Bosnian Serb President Dragan Cavic on Saturday named Pero Bukejlovic of the ruling nationalists as the entity's next prime minister and asked him to form a government.
The move follows last month's resignation of moderate prime minister Dragan Mikerevic in protest at international sanctions imposed over the failure of Bosnia's Serb-run half to arrest war crimes fugitives.
Bosnian Serbs have yet to arrest a single war crimes suspect wanted by the UN war crimes tribunal at The Hague.
Bukejlovic, a 58-year-old mechanical engineer, is a member of the powerful Serb Democratic Party (SDS).
The party was founded in the early 1990s by the wartime Bosnian Serb leader Radovan Karadzic, the most wanted fugitive from the UN war crimes court.
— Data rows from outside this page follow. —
use std::io::{self, BufRead, Write};
use std::path::{Path, PathBuf};

use anyhow::{Context, Result};
use clap::{Args, Parser, Subcommand};
use tracing::warn;
use tracing_subscriber::EnvFilter;
use wikimirror_core::MirrorError;
use wikimirror_core::auth::authenticate;
use wikimirror_core::client::MediaWikiClient;
use wikimirror_core::config::{
    DEFAULT_CONFIG_FILENAME, MirrorSettings, SettingOverrides, load_config, resolve_settings,
};
use wikimirror_core::error::MissingSetting;
use wikimirror_core::namespaces::list_namespaces;
use wikimirror_core::pipeline::{MirrorReport, mirror};
use wikimirror_core::vcs::{PUSH_REMOTE_HINT, VcsOutcome};

#[derive(Debug, Parser)]
#[command(
    name = "wikimirror",
    version,
    about = "Mirror the pages of a MediaWiki site into plain .mediawiki files"
)]
struct Cli {
    #[arg(long, global = true, value_name = "PATH", help = "Config file (default: wikimirror.toml)")]
    config: Option<PathBuf>,
    #[arg(long, short, global = true, help = "Only log warnings and errors")]
    quiet: bool,
    #[arg(long, global = true, help = "Print resolved settings (password redacted)")]
    diagnostics: bool,
    #[command(subcommand)]
    command: Commands,
}

#[derive(Debug, Subcommand)]
enum Commands {
    /// Export every page to the output directory
    Export(ExportArgs),
    /// List the namespaces that can be exported
    Namespaces(NamespacesArgs),
}

#[derive(Debug, Args)]
struct ExportArgs {
    #[arg(long, value_name = "DIR", help = "Output directory (default: pages)")]
    output_dir: Option<PathBuf>,
    #[arg(long, help = "Export each namespace into its own subdirectory")]
    all_namespaces: bool,
    #[arg(long, help = "Commit and push the output directory after export")]
    git: bool,
    #[arg(long, value_name = "MSG", help = "Commit message for --git")]
    git_message: Option<String>,
    #[arg(long, help = "Ask for missing connection settings on stdin")]
    prompt: bool,
    #[arg(long, help = "Print the run report as JSON")]
    json: bool,
}

#[derive(Debug, Args)]
struct NamespacesArgs {
    #[arg(long, help = "Ask for missing connection settings on stdin")]
    prompt: bool,
}

fn main() -> Result<()> {
    let cli = Cli::parse();
    dotenvy::dotenv().ok();
    init_tracing(cli.quiet);

    let config_path = cli
        .config
        .clone()
        .unwrap_or_else(|| PathBuf::from(DEFAULT_CONFIG_FILENAME));

    match cli.command {
        Commands::Export(args) => run_export(&config_path, cli.diagnostics, args),
        Commands::Namespaces(args) => run_namespaces(&config_path, cli.diagnostics, args),
    }
}

fn init_tracing(quiet: bool) {
    let default_level = if quiet { "warn" } else { "info" };
    let env_filter =
        EnvFilter::try_from_default_env().unwrap_or_else(|_| EnvFilter::new(default_level));
    let _ = tracing_subscriber::fmt()
        .with_env_filter(env_filter)
        .with_target(false)
        .with_writer(io::stderr)
        .try_init();
}

fn run_export(config_path: &Path, diagnostics: bool, args: ExportArgs) -> Result<()> {
    let overrides = SettingOverrides {
        output_dir: args.output_dir,
        all_namespaces: args.all_namespaces,
        git: args.git,
        git_message: args.git_message,
        ..SettingOverrides::default()
    };
    let settings = resolve_runtime_settings(config_path, overrides, args.prompt)?;
    if diagnostics {
        println!("[diagnostics]\n{}\n", settings.diagnostics());
    }

    let report = mirror(&settings).map_err(with_remediation)?;
    if !report.total.failures.is_empty() {
        warn!(
            failed = report.total.failures.len(),
            "some pages could not be exported; see the failures list"
        );
    }
    if args.json {
        println!("{}", serde_json::to_string_pretty(&report)?);
    } else {
        print_report(&settings, &report);
    }
    Ok(())
}

fn run_namespaces(config_path: &Path, diagnostics: bool, args: NamespacesArgs) -> Result<()> {
    let settings =
        resolve_runtime_settings(config_path, SettingOverrides::default(), args.prompt)?;
    if diagnostics {
        println!("[diagnostics]\n{}\n", settings.diagnostics());
    }

    let client = MediaWikiClient::new(&settings.api_url, settings.http.clone())
        .map_err(with_remediation)?;
    let session = authenticate(client, &settings.credentials).map_err(with_remediation)?;
    let namespaces = list_namespaces(session.transport())?;
    println!("namespaces: {}", namespaces.len());
    for namespace in namespaces {
        println!("  [{}] {}", namespace.id, namespace.display_name);
    }
    Ok(())
}

/// Resolve settings; with `prompt`, ask for whatever is missing once and
/// resolve again.
fn resolve_runtime_settings(
    config_path: &Path,
    mut overrides: SettingOverrides,
    prompt: bool,
) -> Result<MirrorSettings> {
    let config = load_config(config_path).map_err(with_remediation)?;
    match resolve_settings(&config, &overrides) {
        Err(MirrorError::Config { missing }) if prompt => {
            for setting in &missing {
                let value = Some(prompt_line(setting)?);
                if *setting == MissingSetting::API_URL {
                    overrides.api_url = value;
                } else if *setting == MissingSetting::USERNAME {
                    overrides.username = value;
                } else if *setting == MissingSetting::PASSWORD {
                    overrides.password = value;
                }
            }
            resolve_settings(&config, &overrides).map_err(with_remediation)
        }
        other => other.map_err(with_remediation),
    }
}

/// Errors that stop a run before any page is exported are almost always
/// settings problems; point at where the settings come from.
fn with_remediation(error: MirrorError) -> anyhow::Error {
    if error.is_fatal_before_export() {
        anyhow::Error::new(error).context(
            "check WIKI_API, WIKI_USER and WIKI_PASS (environment, .env or wikimirror.toml), or rerun with --prompt",
        )
    } else {
        error.into()
    }
}

fn prompt_line(setting: &MissingSetting) -> Result<String> {
    print!("{}: ", setting.description);
    io::stdout().flush().context("failed to flush stdout")?;
    let mut line = String::new();
    io::stdin()
        .lock()
        .read_line(&mut line)
        .context("failed to read from stdin")?;
    Ok(line.trim_end_matches(['\r', '\n']).to_string())
}

fn print_report(settings: &MirrorSettings, report: &MirrorReport) {
    println!("export complete");
    println!("output_dir: {}", normalize_path(&settings.output_dir));
    for entry in &report.namespaces {
        println!(
            "namespace [{}] {}: written={} skipped={} failed={}",
            entry.namespace.id,
            entry.namespace.display_name,
            entry.summary.written,
            entry.summary.skipped,
            entry.summary.failures.len()
        );
    }
    println!("written: {}", report.total.written);
    println!("unchanged: {}", report.total.unchanged);
    println!("skipped: {}", report.total.skipped);
    println!("failed: {}", report.total.failures.len());
    println!("requests: {}", report.request_count);

    if !report.total.failures.is_empty() {
        println!("failures:");
        for failure in &report.total.failures {
            println!("  - {}: {}", failure.title, failure.message);
        }
    }
    if !report.total.collisions.is_empty() {
        println!("collisions:");
        for collision in &report.total.collisions {
            println!(
                "  - {} (taken by {}) -> {}",
                collision.title,
                collision.claimed_by,
                normalize_path(&collision.written_to)
            );
        }
    }

    if let Some(vcs) = &report.vcs {
        let status = match &vcs.outcome {
            VcsOutcome::NoChanges => "no changes".to_string(),
            VcsOutcome::Pushed => "committed and pushed".to_string(),
            VcsOutcome::PushFailed { .. } => {
                format!("committed locally, push failed; {PUSH_REMOTE_HINT}")
            }
            VcsOutcome::Failed { step, message } => format!("git {step} failed: {message}"),
        };
        println!("git: {status}");
    }

    if report.namespace_mode() {
        println!(
            "note: special pages are generated dynamically by the wiki and cannot be exported"
        );
    }
}

fn normalize_path(path: &Path) -> String {
    path.to_string_lossy().replace('\\', "/")
}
Bukejlovic told reporters that, if confirmed prime minister, his priorities would include "resolving social issues, speeding up the privatization process and improving cooperation with the tribunal at The Hague."
A former industry and technology minister in the 2001-2003 government, Bukejlovic also pledged to work for political stability in the Bosnian Serb Republika Srpska (RS).
"Political disputes should be put aside since the main goal is a stable Republika Srpska," he said.
Bukejlovic emphasized that "only a stable and prosperous Republika Srpska can contribute to a stable, prosperous and functional Bosnia."
Bosnia was divided into two semi-independent entities, the Serbs' RS and the Muslim-Croat Federation, following the 1992-95 war.
Linked by weak central institutions, each entity has its own government, parliament, army and police.
According to the Bosnian Serb constitution, the prime minister designate has 40 days to propose his cabinet to the RS parliament.
The top international envoy to Bosnia, Paddy Ashdown, last month used the far-reaching powers provided by the peace deal which ended the 1992-1995 war to dismiss nine Bosnian Serb officials for failing to pursue war crimes suspects.
Ashdown also ordered that the parallel defense ministries in the country's entities be abolished and that police activities be centralized.
His moves angered Bosnian Serbs who oppose any centralization of authority, seeing it as a threat to their autonomy.
They provoked the resignation of Mikerevic, as well as Bosnia's foreign and transport ministers, two of the four Serb representatives in the country's central government.